Липоксай Ягы ласково провел перстом по белой полосочке и судорожно передернул плечами, теперь не оставалось сомнений, его драгоценность, судя по оставшемуся следу, находилась на грани жизни и смерти… И, очевидно, была спасена божеской помощью, не только той оная испепелила и размозжила убийц, но и вытащила ее со смертного одра.
– Моя милая, милая девочка, – мягко протянул вещун, и покрыл поцелуями шейку, желая тем самым снять боль от пережитого любимым чадом.
– Ксай, давай отсюда уедим… давай на море, – просительно зашептала отроковица и сызнова вжалась в старшего жреца.

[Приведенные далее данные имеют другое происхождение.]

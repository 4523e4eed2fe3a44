//! Redirect collaborator.
//!
//! `GET /redirect?redirectUrl=<absolute url>` answers `302 Found` pointing at
//! the given URL.

use async_trait::async_trait;
use axum::body::Body;
use axum::http::{header, Request, StatusCode};
use axum::response::{IntoResponse, Response};
use url::Url;

use crate::collaborators::{bad_request, query_param, CollaboratorError, Handler};

pub const REDIRECT_URL_PARAM: &str = "redirectUrl";

#[derive(Debug, Clone, Copy, Default)]
pub struct RedirectHandler;

impl RedirectHandler {
    pub fn new() -> Self {
        Self
    }
}

#[async_trait]
impl Handler for RedirectHandler {
    async fn handle(&self, request: Request<Body>) -> Result<Response, CollaboratorError> {
        let Some(target) = query_param(request.uri(), REDIRECT_URL_PARAM) else {
            return Ok(bad_request("Missing `redirectUrl` query param"));
        };

        let target = match Url::parse(&target) {
            Ok(url) => url,
            Err(e) => {
                tracing::debug!(target_url = %target, error = %e, "Rejecting redirect target");
                return Ok(bad_request("Invalid `redirectUrl` query param"));
            }
        };

        Ok((StatusCode::FOUND, [(header::LOCATION, target.as_str())]).into_response())
    }
}

#[cfg(test)]
mod tests {
    use super::*;

    async fn call(uri: &str) -> Response {
        let request = Request::builder().uri(uri).body(Body::empty()).unwrap();
        RedirectHandler::new().handle(request).await.unwrap()
    }

    async fn body_text(response: Response) -> String {
        let bytes = axum::body::to_bytes(response.into_body(), usize::MAX).await.unwrap();
        String::from_utf8(bytes.to_vec()).unwrap()
    }

    #[tokio::test]
    async fn test_redirects_to_target() {
        let response = call("/redirect?redirectUrl=https://example.com/").await;
        assert_eq!(response.status(), StatusCode::FOUND);
        assert_eq!(response.headers().get("location").unwrap(), "https://example.com/");
    }

    #[tokio::test]
    async fn test_missing_param() {
        for uri in ["/redirect", "/redirect?redirectUrl=", "/redirect?other=1"] {
            let response = call(uri).await;
            assert_eq!(response.status(), StatusCode::BAD_REQUEST);
            assert_eq!(
                body_text(response).await,
                "Bad request: Missing `redirectUrl` query param"
            );
        }
    }

    #[tokio::test]
    async fn test_relative_target_rejected() {
        let response = call("/redirect?redirectUrl=/somewhere").await;
        assert_eq!(response.status(), StatusCode::BAD_REQUEST);
        assert!(response.headers().get("location").is_none());
    }
}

– Уедим… непременно, уедим, – согласно отозвался Липоксай Ягы и принялся нежно гладить девочку по голове, голубя там каждую кудельку ее вьющихся рыжих волос. – Как только я улажу все дела в Лесных Полянах, мы сразу уедим. Только пока не на море, а в иное место… Можно в горы, ибо поколь степная лихорадка на берегу Белого моря не устранена. Нужно время даже для того снадобья, что даровал нам Бог.
Юница порывчато кивнула, и, сомкнув очи, затаилась, ощущая заботу и любовь плывущую от этого, по сути, биологически чужого ей человека. Одначе, по замыслу Бога Першего, так как сие был его замысел, вмешавшегося в удел не только девочки, но и Липоксай Ягы, ставшим, заменившим ей и мать, и отца.
В игровую чуть слышно постучали, засим одна из створок отворилась и в помещение вошел Радей Видящий несмотря на свой преклонный возраст сохранивший бодрость духа, и самое главное знания.
– Ох, нет! – голос Еси, стоило ей увидеть знахаря, наново прозвучал плаксиво. – Не хочу, чтобы меня Радей осматривал… не хочу.
– Ваша ясность, – Липоксай Ягы при посторонних всегда разговаривал с божеством с особым почтением, не позволяя себе полюбовных величаний. – Я очень вас прошу, пусть Радей Видящий вас осмотрит, при мне. Я не уйду… побуду тут… Радей Видящий осмотрит, и я буду спокоен… Спокоен, что наше божество никак не пострадало.